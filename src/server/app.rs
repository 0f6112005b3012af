//! Main application server.
//!
//! Provides the complete server application: shared state, router and
//! middleware assembly, signal handling and graceful shutdown coordination.

use std::net::SocketAddr;
use std::sync::Arc;
use std::time::Duration;

use axum::http::{header, HeaderValue, Method};
use axum::routing::get;
use axum::Router;
use chrono::{DateTime, Utc};
use parking_lot::RwLock;
use tokio::signal;
use tower::ServiceBuilder;
use tower_http::compression::CompressionLayer;
use tower_http::cors::{AllowOrigin, Any, CorsLayer};
use tower_http::request_id::{MakeRequestUuid, PropagateRequestIdLayer, SetRequestIdLayer};
use tower_http::services::ServeDir;
use tower_http::set_header::SetResponseHeaderLayer;
use tower_http::timeout::TimeoutLayer;

use super::example::Item;
use super::{auth, docs, example, health, metrics, observability, readme};
use crate::error::ApiError;
use crate::{Config, Result};

/// How long a single request may run before being cut off.
const REQUEST_TIMEOUT: Duration = Duration::from_secs(30);

/// Shared application state handed to every handler.
#[derive(Debug)]
pub struct AppState {
    /// Validated runtime configuration.
    pub config: Config,
    /// Startup instant, reported by the readiness probe.
    pub started_at: DateTime<Utc>,
    /// Demo item store backing the `/example/items` routes.
    pub items: RwLock<Vec<Item>>,
}

impl AppState {
    /// Create fresh state from a configuration.
    #[must_use]
    pub fn new(config: Config) -> Self {
        Self {
            config,
            started_at: Utc::now(),
            items: RwLock::new(Vec::new()),
        }
    }
}

/// Application server.
pub struct App {
    state: Arc<AppState>,
}

impl App {
    /// Create a new application from a validated configuration.
    #[must_use]
    pub fn new(config: Config) -> Self {
        Self {
            state: Arc::new(AppState::new(config)),
        }
    }

    /// Build the router with all endpoints and middleware.
    #[must_use]
    pub fn router(&self) -> Router {
        build_router(Arc::clone(&self.state))
    }

    /// Run the server until shutdown signal.
    ///
    /// The server listens for SIGTERM (Unix) and Ctrl+C signals,
    /// then gracefully shuts down all connections.
    ///
    /// # Errors
    ///
    /// Returns an error if the server cannot start or encounters
    /// a fatal error during execution.
    pub async fn run(self) -> Result<()> {
        let addr: SocketAddr = self
            .state
            .config
            .server_addr()
            .parse()
            .map_err(|e| crate::Error::config(format!("invalid address: {e}")))?;

        let listener = tokio::net::TcpListener::bind(addr).await.map_err(|e| {
            crate::error::ServerError::BindFailed {
                address: addr.to_string(),
                reason: e.to_string(),
            }
        })?;

        tracing::info!(target: "bedrock::app", %addr, "✔ server listening");

        axum::serve(
            listener,
            self.router()
                .into_make_service_with_connect_info::<SocketAddr>(),
        )
        .with_graceful_shutdown(shutdown_signal())
        .await
        .map_err(|e| crate::error::ServerError::Request(e.to_string()))?;

        tracing::info!(target: "bedrock::app", "✔ server shut down gracefully");
        Ok(())
    }
}

/// Assemble the full router for the given state.
///
/// Layer order (outermost first): request-id stamping, request logging,
/// request-id propagation, security headers, timeout, compression, CORS.
#[must_use]
pub fn build_router(state: Arc<AppState>) -> Router {
    let cors = cors_layer(&state.config);

    let mut router = Router::new()
        .merge(docs::router())
        .merge(readme::router())
        .merge(health::router())
        .merge(auth::router())
        .nest("/example", example::router());

    if state.config.metrics_enabled {
        router = router
            .route("/metrics", get(metrics::metrics_handler))
            .layer(axum::middleware::from_fn(metrics::track_metrics));
    }

    router
        .nest_service("/static", ServeDir::new(&state.config.static_dir))
        .fallback(fallback)
        .layer(
            ServiceBuilder::new()
                .layer(SetRequestIdLayer::x_request_id(MakeRequestUuid))
                .layer(axum::middleware::from_fn(observability::trace_requests))
                .layer(PropagateRequestIdLayer::x_request_id())
                .layer(SetResponseHeaderLayer::if_not_present(
                    header::X_CONTENT_TYPE_OPTIONS,
                    HeaderValue::from_static("nosniff"),
                ))
                .layer(SetResponseHeaderLayer::if_not_present(
                    header::X_FRAME_OPTIONS,
                    HeaderValue::from_static("DENY"),
                ))
                .layer(SetResponseHeaderLayer::if_not_present(
                    header::REFERRER_POLICY,
                    HeaderValue::from_static("no-referrer"),
                ))
                .layer(TimeoutLayer::new(REQUEST_TIMEOUT))
                .layer(CompressionLayer::new())
                .layer(cors),
        )
        .with_state(state)
}

/// CORS layer from the configured origins.
fn cors_layer(config: &Config) -> CorsLayer {
    let origin = if config.allows_any_origin() {
        AllowOrigin::any()
    } else {
        AllowOrigin::list(
            config
                .cors_origins
                .iter()
                .filter_map(|o| o.parse::<HeaderValue>().ok()),
        )
    };

    CorsLayer::new()
        .allow_origin(origin)
        .allow_methods([Method::GET, Method::POST, Method::PUT, Method::DELETE])
        .allow_headers(Any)
}

/// Unknown routes answer with the uniform error envelope.
async fn fallback() -> ApiError {
    ApiError::not_found("resource not found")
}

/// Wait for shutdown signal (SIGTERM or Ctrl+C).
///
/// This function will block until one of the following signals is received:
/// - `SIGTERM` (Unix/Linux only)
/// - `SIGINT` (Ctrl+C on all platforms)
///
/// Once a signal is received, the function returns and allows the server
/// to begin graceful shutdown.
async fn shutdown_signal() {
    let ctrl_c = async {
        signal::ctrl_c()
            .await
            .expect("Failed to install Ctrl+C handler");
    };

    #[cfg(unix)]
    let terminate = async {
        signal::unix::signal(signal::unix::SignalKind::terminate())
            .expect("Failed to install SIGTERM handler")
            .recv()
            .await;
    };

    #[cfg(not(unix))]
    let terminate = std::future::pending::<()>();

    tokio::select! {
        () = ctrl_c => {
            tracing::info!(target: "bedrock::app", "Received Ctrl+C, initiating shutdown");
        }
        () = terminate => {
            tracing::info!(target: "bedrock::app", "Received SIGTERM, initiating shutdown");
        }
    }
}
//! Structured logging and tracing configuration.
//!
//! Provides setup for observability using the `tracing` crate with:
//! - Structured logging with JSON output option
//! - Configurable log levels
//! - The request log convention applied by [`trace_requests`]
//!
//! # Log convention
//!
//! Request lines start with a status marker and carry key=value fields:
//!
//! ```text
//! ▶ request received    rid=… method=GET path=/docs ip=…
//! ✔ request completed   rid=… method=GET path=/docs status=200 latency_ms=3 size=1512
//! ✖ request failed      rid=… method=GET path=/boom status=500 latency_ms=1 size=-
//! ```
//!
//! The component is the `tracing` target (`bedrock::http` here). Completion
//! level follows the status class: 2xx/3xx info, 4xx warn, 5xx error.
//! Authorization and cookie values never appear in fields.

use std::net::SocketAddr;
use std::time::Instant;

use axum::extract::{ConnectInfo, Request};
use axum::http::header;
use axum::middleware::Next;
use axum::response::Response;
use tracing::Instrument;
use tracing_subscriber::{
    filter::EnvFilter, fmt, layer::SubscriberExt, util::SubscriberInitExt, Registry,
};
use uuid::Uuid;

/// Marker prefix for request start lines.
pub const MARK_START: &str = "▶";
/// Marker prefix for completed requests (status < 500).
pub const MARK_OK: &str = "✔";
/// Marker prefix for failed requests (status >= 500).
pub const MARK_ERR: &str = "✖";

/// Initialize tracing with the given configuration.
///
/// Sets up the tracing subscriber with:
/// - Configured log level from environment or config
/// - Structured logging output (plain text or JSON)
///
/// # Panics
///
/// Panics if a tracing subscriber has already been initialized in this
/// process.
pub fn init_tracing(level: &str, json: bool) {
    let env_filter = EnvFilter::try_from_default_env().unwrap_or_else(|_| EnvFilter::new(level));

    if json {
        let json_layer = fmt::layer()
            .json()
            .with_target(true)
            .with_file(true)
            .with_line_number(true);

        Registry::default().with(env_filter).with(json_layer).init();
    } else {
        let fmt_layer = fmt::layer()
            .with_target(true)
            .with_file(true)
            .with_line_number(true);

        Registry::default().with(env_filter).with(fmt_layer).init();
    }

    tracing::debug!("Tracing initialized: level={}, json={}", level, json);
}

/// Request logging middleware applying the log convention.
///
/// Reads the request id set by `SetRequestIdLayer` (falling back to a fresh
/// UUID when the layer is absent, e.g. in router-only tests), logs the
/// `▶` start line, runs the inner service inside a request span, then logs
/// the `✔`/`✖` completion line with status, latency and response size.
pub async fn trace_requests(request: Request, next: Next) -> Response {
    let start = Instant::now();

    let rid = request
        .headers()
        .get("x-request-id")
        .and_then(|v| v.to_str().ok())
        .map_or_else(|| Uuid::new_v4().to_string(), ToOwned::to_owned);
    let method = request.method().clone();
    let path = request.uri().path().to_owned();
    let ip = request
        .extensions()
        .get::<ConnectInfo<SocketAddr>>()
        .map_or_else(|| "-".to_string(), |ci| ci.0.ip().to_string());

    let span = spans::request_span(method.as_str(), &path, &rid);

    async move {
        tracing::info!(
            target: "bedrock::http",
            rid = %rid,
            method = %method,
            path = %path,
            ip = %ip,
            "{MARK_START} request received"
        );

        let response = next.run(request).await;

        let status = response.status();
        let latency_ms = u64::try_from(start.elapsed().as_millis()).unwrap_or(u64::MAX);
        let size = response
            .headers()
            .get(header::CONTENT_LENGTH)
            .and_then(|v| v.to_str().ok())
            .unwrap_or("-")
            .to_owned();

        if status.is_server_error() {
            tracing::error!(
                target: "bedrock::http",
                rid = %rid,
                method = %method,
                path = %path,
                status = status.as_u16(),
                latency_ms,
                size = %size,
                "{MARK_ERR} request failed"
            );
        } else if status.is_client_error() {
            tracing::warn!(
                target: "bedrock::http",
                rid = %rid,
                method = %method,
                path = %path,
                status = status.as_u16(),
                latency_ms,
                size = %size,
                "{MARK_OK} request completed"
            );
        } else {
            tracing::info!(
                target: "bedrock::http",
                rid = %rid,
                method = %method,
                path = %path,
                status = status.as_u16(),
                latency_ms,
                size = %size,
                "{MARK_OK} request completed"
            );
        }

        response
    }
    .instrument(span)
    .await
}

/// Span helpers for request handling.
pub mod spans {
    use tracing::{info_span, Span};

    /// Create a new request span with common fields.
    #[must_use]
    pub fn request_span(method: &str, path: &str, request_id: &str) -> Span {
        info_span!(
            target: "bedrock::http",
            "request",
            method = %method,
            path = %path,
            rid = %request_id,
        )
    }
}
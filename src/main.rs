//! Bedrock - Batteries-included web API starter
//!
//! Entry point for the bedrock server.

#![deny(clippy::all)]
#![warn(clippy::pedantic)]
#![allow(clippy::module_name_repetitions)]

use bedrock::server::{init_metrics, init_tracing, App};
use bedrock::{Config, Result};
use clap::Parser;

/// Bedrock - Batteries-included web API starter
#[derive(Parser, Debug)]
#[command(name = "bedrock")]
#[command(author, version, about, long_about = None)]
struct Cli {
    /// Service title shown on the documentation pages
    #[arg(long, env = "BEDROCK_TITLE", default_value = "bedrock")]
    title: String,

    /// Host address to bind to
    #[arg(long, env = "BEDROCK_HOST", default_value = "127.0.0.1")]
    host: String,

    /// Port to listen on
    #[arg(short, long, env = "BEDROCK_PORT", default_value = "8000")]
    port: u16,

    /// Allowed CORS origins, comma separated; `*` allows any origin
    #[arg(long, env = "BEDROCK_CORS_ORIGINS", value_delimiter = ',', default_value = "*")]
    cors_origins: Vec<String>,

    /// Log level (trace, debug, info, warn, error)
    #[arg(long, env = "BEDROCK_LOG_LEVEL", default_value = "info")]
    log_level: String,

    /// Enable JSON logging output
    #[arg(long, env = "BEDROCK_LOG_JSON")]
    log_json: bool,

    /// Directory served under `/static`
    #[arg(long, env = "BEDROCK_STATIC_DIR", default_value = "./static")]
    static_dir: std::path::PathBuf,

    /// Markdown file rendered at `/README`
    #[arg(long, env = "BEDROCK_README", default_value = "README.md")]
    readme: std::path::PathBuf,

    /// Expose Prometheus metrics at `/metrics`
    #[arg(
        long,
        env = "BEDROCK_METRICS_ENABLED",
        default_value_t = true,
        action = clap::ArgAction::Set
    )]
    metrics_enabled: bool,
}

#[tokio::main]
async fn main() -> Result<()> {
    dotenvy::dotenv().ok();

    let cli = Cli::parse();

    init_tracing(&cli.log_level, cli.log_json);

    tracing::info!("bedrock v{} starting...", env!("CARGO_PKG_VERSION"));

    // Build config from CLI
    let config = Config {
        title: cli.title,
        host: cli.host,
        port: cli.port,
        cors_origins: cli.cors_origins,
        log_level: cli.log_level,
        log_json: cli.log_json,
        static_dir: cli.static_dir,
        readme_path: cli.readme,
        metrics_enabled: cli.metrics_enabled,
    };

    tracing::debug!(?config, "Configuration loaded");

    config.validate()?;

    tracing::info!(
        "Server will bind to {}, docs at /docs, README at /README",
        config.server_addr()
    );

    init_metrics();

    App::new(config).run().await
}
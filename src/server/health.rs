//! Liveness and readiness probes.

use std::sync::Arc;

use axum::extract::State;
use axum::routing::get;
use axum::{Json, Router};
use chrono::{DateTime, Utc};
use serde::Serialize;
use utoipa::ToSchema;

use super::app::AppState;

/// Liveness probe response.
#[derive(Debug, Serialize, ToSchema)]
pub struct HealthResponse {
    pub status: String,
    pub version: String,
    pub ts: DateTime<Utc>,
}

/// Readiness probe response.
#[derive(Debug, Serialize, ToSchema)]
pub struct ReadyResponse {
    pub ready: bool,
    pub ts: DateTime<Utc>,
    pub uptime_secs: i64,
}

/// Probe routes.
pub fn router() -> Router<Arc<AppState>> {
    Router::new()
        .route("/healthz", get(healthz))
        .route("/readyz", get(readyz))
}

/// Liveness probe.
#[utoipa::path(
    get,
    path = "/healthz",
    tag = "health",
    responses((status = 200, description = "Service is alive", body = HealthResponse))
)]
pub(crate) async fn healthz() -> Json<HealthResponse> {
    let ts = Utc::now();
    tracing::debug!(target: "bedrock::health", ts = %ts, "healthz");
    Json(HealthResponse {
        status: "ok".to_string(),
        version: env!("CARGO_PKG_VERSION").to_string(),
        ts,
    })
}

/// Readiness probe.
///
/// The starter carries no optional backends, so readiness reduces to the
/// process being up; the uptime field makes restarts visible to probes.
#[utoipa::path(
    get,
    path = "/readyz",
    tag = "health",
    responses((status = 200, description = "Service is ready", body = ReadyResponse))
)]
pub(crate) async fn readyz(State(state): State<Arc<AppState>>) -> Json<ReadyResponse> {
    let ts = Utc::now();
    let uptime_secs = (ts - state.started_at).num_seconds();
    tracing::debug!(target: "bedrock::health", ts = %ts, uptime_secs, "readyz");
    Json(ReadyResponse {
        ready: true,
        ts,
        uptime_secs,
    })
}

#[cfg(test)]
mod tests {
    use super::*;
    use crate::Config;
    use axum::body::Body;
    use axum::http::{Request, StatusCode};
    use tower::ServiceExt;

    fn test_router() -> Router {
        let state = Arc::new(AppState::new(Config::default()));
        router().with_state(state)
    }

    #[tokio::test]
    async fn test_healthz() {
        let response = test_router()
            .oneshot(
                Request::builder()
                    .uri("/healthz")
                    .body(Body::empty())
                    .unwrap(),
            )
            .await
            .unwrap();

        assert_eq!(response.status(), StatusCode::OK);
    }

    #[tokio::test]
    async fn test_readyz() {
        let response = test_router()
            .oneshot(
                Request::builder()
                    .uri("/readyz")
                    .body(Body::empty())
                    .unwrap(),
            )
            .await
            .unwrap();

        assert_eq!(response.status(), StatusCode::OK);
    }
}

....

Goal of the exercise: Look over the listing. Pull out every line with the string "observability" in it.

Solution to this exercise:
use super::{auth, docs, example, health, metrics, observability, readme};
                .layer(axum::middleware::from_fn(observability::trace_requests))
//! Provides setup for observability using the `tracing` crate with:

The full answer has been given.